Notre rôle est de défendre le vivre mieux plutôt que le tout consommation. Si nous ne sommes pas vigilants, la société de consommation continuera d’envahir les quelques moments dédiés à la vie sociale, familiale et aux loisirs qu’il nous reste. Vous nous promettez, monsieur le rapporteur, un miracle économique et des retombées en termes d’emplois. Mais rien ne le prouve. Ouvrir plus longtemps les magasins n’augmentera pas le pouvoir d’achat des Français.
Je m’interroge également sur l’impact de ce type de mesures sur les petits commerces. Ce texte qui vise à autoriser l’ouverture de nuit participe de cette remise en cause des droits des salariés et suscite des interrogations sur la vision que nous avons de la société ? L’exposé des motifs évoque « des situations de blocages symptomatiques d’un mal français qui, au nom de la protection des travailleurs paralyse toute activité commerciale la nuit ». Pourquoi ne pas aller plus loin encore ? Pourquoi ne pas proposer des journées de douze heures ou une ouverture des magasins vingt-quatre heures sur vingt-quatre, puisque la concurrence avec l’Angleterre a été précédemment évoquée ?
Au nom d’une efficacité économique jamais démontrée, vous proposez, chers collègues de l’opposition, de déstructurer la vie des salariés. Nous savons toutes et tous ici que ce texte a des visées électorales, que les zones à définir se trouvent à Paris et que cette proposition de loi est un outil de campagne.

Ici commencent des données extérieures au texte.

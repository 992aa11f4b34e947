//! Remote-procedure interface of a harnessed node.
//!
//! The harness never talks to a node except through [`RpcClient`]. The wire
//! protocol behind it is not this crate's concern; tests use
//! [`crate::test_utils::MockNode`] and real runs plug in a client through
//! [`crate::node::RpcConnector`].

use std::collections::HashSet;
use std::net::SocketAddr;

use async_trait::async_trait;
use dashcore::{Address, BlockHash, Transaction, Txid};
use tokio::sync::mpsc;

use crate::error::RpcResult;

/// Chain-state change pushed by a node.
#[derive(Debug, Clone, PartialEq, Eq)]
pub enum ChainNotification {
    /// A block was connected to the active chain.
    BlockConnected {
        height: u32,
        hash: BlockHash,
        transactions: Vec<Transaction>,
    },
    /// The block at `height` was disconnected by a reorg.
    BlockDisconnected {
        height: u32,
        hash: BlockHash,
    },
    /// A transaction entered the mempool.
    TransactionAccepted {
        transaction: Transaction,
    },
}

impl ChainNotification {
    /// Height the notification refers to, if it is a block event.
    pub fn height(&self) -> Option<u32> {
        match self {
            ChainNotification::BlockConnected {
                height,
                ..
            }
            | ChainNotification::BlockDisconnected {
                height,
                ..
            } => Some(*height),
            ChainNotification::TransactionAccepted {
                ..
            } => None,
        }
    }
}

/// Receiving half of a chain notification subscription.
pub type NotificationReceiver = mpsc::UnboundedReceiver<ChainNotification>;

/// Client for a single node's RPC endpoint.
#[async_trait]
pub trait RpcClient: Send + Sync {
    /// Height and hash of the node's best block.
    async fn get_best_block(&self) -> RpcResult<(u32, BlockHash)>;

    /// Mines `count` blocks paying the coinbase to `to`, returning their hashes.
    async fn generate_blocks(&self, count: u32, to: &Address) -> RpcResult<Vec<BlockHash>>;

    async fn get_raw_mempool(&self) -> RpcResult<HashSet<Txid>>;

    /// Submits a serialized transaction.
    async fn send_raw_transaction(&self, tx: &[u8]) -> RpcResult<Txid>;

    /// Subscribes to chain notifications.
    ///
    /// The stream starts with every block of the current active chain, so a new
    /// subscription replays history from the beginning.
    async fn subscribe_chain_notifications(&self) -> RpcResult<NotificationReceiver>;

    /// Asks the node to open a P2P connection to `addr`.
    async fn add_node(&self, addr: SocketAddr) -> RpcResult<()>;

    async fn peer_count(&self) -> RpcResult<usize>;

    /// Requests a graceful shutdown.
    async fn stop_node(&self) -> RpcResult<()>;
}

Je regrette que notre assemblée soit instrumentalisée par certains collègues pour alimenter un débat local. La proposition de loi sur les rythmes scolaires de ce matin en était déjà un triste exemple.
Pour nous, écologistes, il faut impérativement défendre le vivre mieux plutôt que le tout consommation et le tout production. Il en va du sens que nous voulons donner à notre société.
Aussi, pour toutes ces raisons, vous n’en serez pas étonnés, les écologistes s’opposeront à cette proposition de loi.